A Cake Wreck is any cake that is unintentionally sad, silly, creepy, inappropriate - you name it. A Wreck is not necessarily a poorly-made cake; it's simply one I find funny, for any of a number of reasons. Anyone who has ever smeared frosting on a baked good has made a Wreck at one time or another, so I'm not here to vilify decorators: Cake Wrecks is just about finding the funny in unexpected, sugar-filled places.

Now, don't you have a photo you want to send me? ;)

- Jen
Thursday
Apr092009

Lamb-entations

Like the Mardi Gras King Cake, I suspect that the Easter Lamb Cake is just inherently Wrecky. I mean, this one Jamie B. sent in is a good one:

So really, it's like shooting apples* in a barrel to go after these things: just too darn easy.

However, I will go after the smoking lamb cakes:

I've seen several of these cigarette-puffing lamb cakes now, and I'm totally baffled. I get the lamb/Easter connection, but where's the cigarette feature? This one Monique R. found actually has a "Happy Birthday" sign around its neck, but most say "Happy Easter". Here's a better example:

What I find even more hilarious is the fact that it looks like both lambs are wearing chocolate yarmulkes.** Oy vay! An Easter lamb schmokin? What kind of mishegas is going on here?

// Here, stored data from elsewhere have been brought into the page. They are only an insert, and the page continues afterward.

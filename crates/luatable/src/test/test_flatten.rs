// Tests for flatten / inverse_flatten over nested sequences
use rand::rngs::StdRng;
use rand::{Rng, SeedableRng};

use crate::*;

/// Random nested sequence whose leaves count up from `next`
fn random_shape(rng: &mut StdRng, depth: u32, next: &mut i64) -> LuaTable {
    let mut table = LuaTable::new();
    for _ in 0..rng.gen_range(0..5) {
        if depth > 0 && rng.gen_bool(0.3) {
            table.insert(random_shape(rng, depth - 1, next));
        } else {
            *next += 1;
            table.insert(*next);
        }
    }
    table
}

#[test]
fn test_flatten_scenario() {
    let t = lua_table![lua_table![1, 2], 3, lua_table![4, 5]];
    let flat = t.flatten().unwrap();

    assert_eq!(flat, lua_table![1, 2, 3, 4, 5]);
    assert_eq!(flat.top_index(), 5);
}

#[test]
fn test_flatten_keeps_non_table_leaves() {
    let data = LuaUserdata::new(vec![1u8, 2, 3]);
    let t = lua_table![lua_table![true, "s"], data.clone(), 1.5];
    let flat = t.flatten().unwrap();

    assert_eq!(flat.len(), 4);
    assert!(flat.get_int(3).and_then(LuaValue::as_userdata).unwrap().ptr_eq(&data));
}

#[test]
fn test_flatten_empty() {
    assert!(LuaTable::new().flatten().unwrap().is_empty());
}

#[test]
fn test_flatten_rejects_keyed_root() {
    let mut t = lua_table![1, 2];
    t.set_int(4, 4);
    let err = t.flatten().unwrap_err();
    assert!(matches!(err, LuaError::PreconditionViolation(_)));
}

#[test]
fn test_flatten_does_not_touch_source() {
    let t = lua_table![lua_table![1], 2];
    let before = t.clone();
    t.flatten().unwrap();
    assert_eq!(t, before);
}

#[test]
fn test_inverse_flatten_ignores_surplus_leaves() {
    let shape = lua_table![0, lua_table![0]];
    let leaves = lua_table!["a", "b", "c", "d"];
    let rebuilt = leaves.inverse_flatten(&shape).unwrap();
    assert_eq!(rebuilt, lua_table!["a", lua_table!["b"]]);
}

#[test]
fn test_inverse_flatten_rejects_keyed_template() {
    let mut shape = lua_table![0];
    shape.set_str("meta", 1);
    let err = lua_table![1].inverse_flatten(&shape).unwrap_err();
    assert!(matches!(err, LuaError::PreconditionViolation(_)));
}

#[test]
fn test_inverse_flatten_empty_template() {
    let rebuilt = lua_table![1, 2].inverse_flatten(&LuaTable::new()).unwrap();
    assert!(rebuilt.is_empty());
}

#[test]
fn test_random_round_trips() {
    let mut rng = StdRng::seed_from_u64(7);
    for _ in 0..200 {
        let mut next = 0;
        let shape = random_shape(&mut rng, 4, &mut next);

        let flat = shape.flatten().unwrap();
        assert_eq!(flat.len(), next as usize);
        assert_eq!(flat.top_index(), next as usize);
        for i in 1..=next {
            assert_eq!(flat.get_int(i), Some(&LuaValue::integer(i)));
        }

        assert_eq!(flat.inverse_flatten(&shape).unwrap(), shape);
    }
}
// Tests for persistence to disk and JSON interop
use std::path::PathBuf;
use std::sync::atomic::{AtomicUsize, Ordering};

use crate::serde::{
    JsonCodec, SaveOptions, TableCodec, json_string_to_lua, json_to_lua, load, load_with,
    lua_to_json, lua_to_json_string, save, save_with,
};
use crate::*;

static NEXT_FILE: AtomicUsize = AtomicUsize::new(0);

/// Unique path under the system temp dir; removed when dropped
struct TempPath(PathBuf);

impl TempPath {
    fn new(name: &str) -> Self {
        let n = NEXT_FILE.fetch_add(1, Ordering::Relaxed);
        let file = format!("luatable-{}-{}-{}.json", std::process::id(), n, name);
        TempPath(std::env::temp_dir().join(file))
    }
}

impl Drop for TempPath {
    fn drop(&mut self) {
        let _ = std::fs::remove_file(&self.0);
    }
}

fn sample() -> LuaTable {
    let mut t = lua_table![lua_table![1, 2], 3, "four"];
    t.set_str("name", "sample");
    t.set_int(8, 8.5);
    t.update(false, lua_table!["nested", lua_table![]]).unwrap();
    t
}

#[test]
fn test_save_load_round_trip() {
    let path = TempPath::new("round-trip");
    let table = sample();

    save(&table, &path.0, false).unwrap();
    let loaded = load(&path.0).unwrap();

    assert_eq!(loaded, table);
    assert_eq!(loaded.top_index(), 3);
}

#[test]
fn test_save_without_overwrite_fails_on_existing() {
    let path = TempPath::new("no-overwrite");
    save(&lua_table![1], &path.0, false).unwrap();

    let err = save(&lua_table![2], &path.0, false).unwrap_err();
    assert!(matches!(err, LuaError::Io(ref e) if e.kind() == std::io::ErrorKind::AlreadyExists));
    assert_eq!(load(&path.0).unwrap(), lua_table![1]);

    save(&lua_table![2], &path.0, true).unwrap();
    assert_eq!(load(&path.0).unwrap(), lua_table![2]);
}

#[test]
fn test_save_options_pretty() {
    let path = TempPath::new("pretty");
    let options = SaveOptions {
        overwrite: true,
        pretty: true,
    };
    options.save(&sample(), &path.0).unwrap();

    let text = std::fs::read_to_string(&path.0).unwrap();
    assert!(text.contains('\n'));
    assert_eq!(load_with(&JsonCodec::new(true), &path.0).unwrap(), sample());
}

#[test]
fn test_userdata_not_persisted() {
    let path = TempPath::new("userdata");
    let table = lua_table![LuaUserdata::new(1u32)];

    let err = save(&table, &path.0, true).unwrap_err();
    assert!(matches!(err, LuaError::Serialize(_)));
    assert!(!path.0.exists());
}

#[test]
fn test_load_missing_file() {
    let path = TempPath::new("missing");
    let err = load(&path.0).unwrap_err();
    assert!(matches!(err, LuaError::Io(ref e) if e.kind() == std::io::ErrorKind::NotFound));
}

/// Codec that stores only the array part, one integer per line
struct LineCodec;

impl TableCodec for LineCodec {
    fn encode(&self, table: &LuaTable) -> LuaResult<Vec<u8>> {
        let mut out = String::new();
        for value in table.array() {
            let i = value.as_integer().ok_or_else(|| {
                LuaError::Serialize(format!("not an integer: {}", value))
            })?;
            out.push_str(&i.to_string());
            out.push('\n');
        }
        Ok(out.into_bytes())
    }

    fn decode(&self, bytes: &[u8]) -> LuaResult<LuaTable> {
        let text = std::str::from_utf8(bytes).map_err(|e| LuaError::Serialize(e.to_string()))?;
        text.lines()
            .map(|line| line.parse::<i64>().map_err(|e| LuaError::Serialize(e.to_string())))
            .collect::<LuaResult<Vec<_>>>()
            .map(LuaTable::from_values)
    }
}

#[test]
fn test_custom_codec() {
    let path = TempPath::new("lines");
    save_with(&LineCodec, &lua_table![3, 1, 2], &path.0, false).unwrap();

    assert_eq!(std::fs::read_to_string(&path.0).unwrap(), "3\n1\n2\n");
    assert_eq!(load_with(&LineCodec, &path.0).unwrap(), lua_table![3, 1, 2]);

    let codec: &dyn TableCodec = &LineCodec;
    assert!(codec.encode(&lua_table!["x"]).is_err());
}

#[test]
fn test_json_interop() {
    let value = LuaValue::from(lua_table![1, "two", lua_table![3.5]]);
    assert_eq!(lua_to_json_string(&value, false).unwrap(), "[1,\"two\",[3.5]]");

    let json = serde_json::json!({"name": "x", "list": [1, 2]});
    let table = json_to_lua(&json).unwrap();
    let table = table.as_table().unwrap();
    assert_eq!(table.get_str("name"), Some(&LuaValue::from("x")));
    assert_eq!(
        table.get_str("list").and_then(LuaValue::as_table),
        Some(&lua_table![1, 2])
    );

    assert_eq!(lua_to_json(&json_to_lua(&json).unwrap()).unwrap(), json);
    assert!(json_string_to_lua("null").is_err());
}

Here's a variation, lest you think only one bakery out there is making these crazy things:


I'm guessing this is some kind of regional tradition, but I look forward to you lovely readers filling me with your wisdom. Explain this madness to me in the comments, so we can all learn something today, eh?

And before I leave you, here's one more photo sent in by Kat:

It's not really a Wreck; I just love that little girl's expression as she's preparing to lop off the lamb's head. You can almost hear the Responsible Adult going "Now, dear, let me help you..." as she's gleefully hacking away. Heehee! Oh, and that spot of jam is well-placed, too.

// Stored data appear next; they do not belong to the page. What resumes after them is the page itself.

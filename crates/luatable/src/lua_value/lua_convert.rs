//! `FromLua` / `From<T> for LuaValue`: conversion between Rust types and `LuaValue`.
//!
//! Reads out of a table go through [`FromLua`], which checks the variant tag
//! and reports [`LuaError::TypeMismatch`] instead of casting blindly.
//!
//! # Built-in impls
//! - `bool`, `i8`..`i64`, `isize`, `u8`..`u64`, `usize`, `f32`, `f64`
//! - `String`, `SmolStr`
//! - `LuaTable` (cloned out), `Rc<LuaTable>` (shared), `LuaUserdata`
//! - `LuaValue` (identity)
//!
//! # User extensibility
//! ```ignore
//! impl FromLua for Point {
//!     fn from_lua(value: &LuaValue) -> LuaResult<Self> {
//!         let t = Rc::<LuaTable>::from_lua(value)?;
//!         Ok(Point { x: t.index_as(&"x".into())?, y: t.index_as(&"y".into())? })
//!     }
//! }
//! ```

use std::rc::Rc;

use smol_str::SmolStr;

use crate::lua_error::{LuaError, LuaResult};
use crate::lua_value::{LuaTable, LuaUserdata, LuaValue};

/// Convert a `LuaValue` into a Rust type.
///
/// Return `Err(LuaError::TypeMismatch { .. })` when the value holds another variant.
pub trait FromLua: Sized {
    fn from_lua(value: &LuaValue) -> LuaResult<Self>;
}

#[inline]
fn mismatch(expected: &'static str, value: &LuaValue) -> LuaError {
    LuaError::TypeMismatch {
        expected,
        found: value.type_name(),
    }
}

// ==================== Identity: LuaValue ====================

impl FromLua for LuaValue {
    #[inline]
    fn from_lua(value: &LuaValue) -> LuaResult<Self> {
        Ok(value.clone())
    }
}

// ==================== Boolean ====================

impl FromLua for bool {
    #[inline]
    fn from_lua(value: &LuaValue) -> LuaResult<Self> {
        value.as_boolean().ok_or_else(|| mismatch("boolean", value))
    }
}

impl From<bool> for LuaValue {
    #[inline]
    fn from(b: bool) -> Self {
        LuaValue::Boolean(b)
    }
}

// ==================== Integer types ====================

macro_rules! impl_from_lua_int {
    ($($ty:ty),*) => {
        $(
            impl FromLua for $ty {
                #[inline]
                fn from_lua(value: &LuaValue) -> LuaResult<Self> {
                    value
                        .as_integer()
                        .and_then(|i| <$ty>::try_from(i).ok())
                        .ok_or_else(|| mismatch(stringify!($ty), value))
                }
            }
        )*
    };
}

impl_from_lua_int!(i8, i16, i32, i64, isize, u8, u16, u32, u64, usize);

// Only the lossless ones become LuaValue::Integer
macro_rules! impl_into_lua_int {
    ($($ty:ty),*) => {
        $(
            impl From<$ty> for LuaValue {
                #[inline]
                fn from(i: $ty) -> Self {
                    LuaValue::Integer(i as i64)
                }
            }
        )*
    };
}

impl_into_lua_int!(i8, i16, i32, i64, u8, u16, u32);

// ==================== Float types ====================

impl FromLua for f64 {
    #[inline]
    fn from_lua(value: &LuaValue) -> LuaResult<Self> {
        value.as_number().ok_or_else(|| mismatch("number", value))
    }
}

impl FromLua for f32 {
    #[inline]
    fn from_lua(value: &LuaValue) -> LuaResult<Self> {
        value
            .as_number()
            .map(|n| n as f32)
            .ok_or_else(|| mismatch("number", value))
    }
}

impl From<f64> for LuaValue {
    #[inline]
    fn from(n: f64) -> Self {
        LuaValue::Float(n)
    }
}

impl From<f32> for LuaValue {
    #[inline]
    fn from(n: f32) -> Self {
        LuaValue::Float(n as f64)
    }
}

// ==================== String ====================

impl FromLua for String {
    #[inline]
    fn from_lua(value: &LuaValue) -> LuaResult<Self> {
        value
            .as_str()
            .map(str::to_owned)
            .ok_or_else(|| mismatch("string", value))
    }
}

impl FromLua for SmolStr {
    #[inline]
    fn from_lua(value: &LuaValue) -> LuaResult<Self> {
        match value {
            LuaValue::String(s) => Ok(s.clone()),
            _ => Err(mismatch("string", value)),
        }
    }
}

impl From<&str> for LuaValue {
    #[inline]
    fn from(s: &str) -> Self {
        LuaValue::String(SmolStr::new(s))
    }
}

impl From<String> for LuaValue {
    #[inline]
    fn from(s: String) -> Self {
        LuaValue::String(SmolStr::from(s))
    }
}

// ==================== Table ====================

impl FromLua for Rc<LuaTable> {
    #[inline]
    fn from_lua(value: &LuaValue) -> LuaResult<Self> {
        value
            .as_table_rc()
            .cloned()
            .ok_or_else(|| mismatch("table", value))
    }
}

impl FromLua for LuaTable {
    #[inline]
    fn from_lua(value: &LuaValue) -> LuaResult<Self> {
        value
            .as_table()
            .cloned()
            .ok_or_else(|| mismatch("table", value))
    }
}

impl From<LuaTable> for LuaValue {
    #[inline]
    fn from(t: LuaTable) -> Self {
        LuaValue::Table(Rc::new(t))
    }
}

impl From<Rc<LuaTable>> for LuaValue {
    #[inline]
    fn from(t: Rc<LuaTable>) -> Self {
        LuaValue::Table(t)
    }
}

// ==================== Userdata ====================

impl FromLua for LuaUserdata {
    #[inline]
    fn from_lua(value: &LuaValue) -> LuaResult<Self> {
        value
            .as_userdata()
            .cloned()
            .ok_or_else(|| mismatch("userdata", value))
    }
}

impl From<LuaUserdata> for LuaValue {
    #[inline]
    fn from(u: LuaUserdata) -> Self {
        LuaValue::Userdata(u)
    }
}

#[cfg(test)]
mod tests {
    use super::*;

    #[test]
    fn test_integer_conversion() {
        assert_eq!(i64::from_lua(&LuaValue::integer(7)).unwrap(), 7);
        assert_eq!(u8::from_lua(&LuaValue::float(200.0)).unwrap(), 200);

        let err = u8::from_lua(&LuaValue::integer(300)).unwrap_err();
        assert!(matches!(err, LuaError::TypeMismatch { expected: "u8", found: "integer" }));

        let err = i32::from_lua(&LuaValue::float(1.5)).unwrap_err();
        assert!(matches!(err, LuaError::TypeMismatch { found: "float", .. }));
    }

    #[test]
    fn test_float_conversion() {
        assert_eq!(f64::from_lua(&LuaValue::integer(2)).unwrap(), 2.0);
        assert!(f64::from_lua(&LuaValue::string("2")).is_err());
    }

    #[test]
    fn test_string_conversion() {
        assert_eq!(String::from_lua(&LuaValue::from("abc")).unwrap(), "abc");
        let err = String::from_lua(&LuaValue::integer(1)).unwrap_err();
        assert!(matches!(err, LuaError::TypeMismatch { expected: "string", found: "integer" }));
    }

    #[test]
    fn test_table_conversion() {
        let value = LuaValue::from(LuaTable::from_values([1, 2]));
        let shared = Rc::<LuaTable>::from_lua(&value).unwrap();
        assert_eq!(shared.len(), 2);
        assert!(Rc::ptr_eq(&shared, value.as_table_rc().unwrap()));

        assert!(LuaTable::from_lua(&LuaValue::boolean(false)).is_err());
    }

    #[test]
    fn test_bool_is_strict() {
        assert!(bool::from_lua(&LuaValue::boolean(true)).unwrap());
        assert!(bool::from_lua(&LuaValue::integer(1)).is_err());
    }
}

*Yes, I know it's supposed to be "fish in a barrel", but I would never shoot a fish. Too messy.

**For the record, this is the hardest word to learn to spell by looking up in the dictionary, ever.

UPDATE: And the answer is....[drum roll]

I don't know. Yep, despite having lots of theories floated my way - each one seemingly more bizarre than the last - I still haven't heard a silver-bullet explanation for the smoking lamb cake. However, reader Rosemary was kind enough to compile the most prevalent/reasonable-sounding theories in her blog here, so check those out and see which you think it is.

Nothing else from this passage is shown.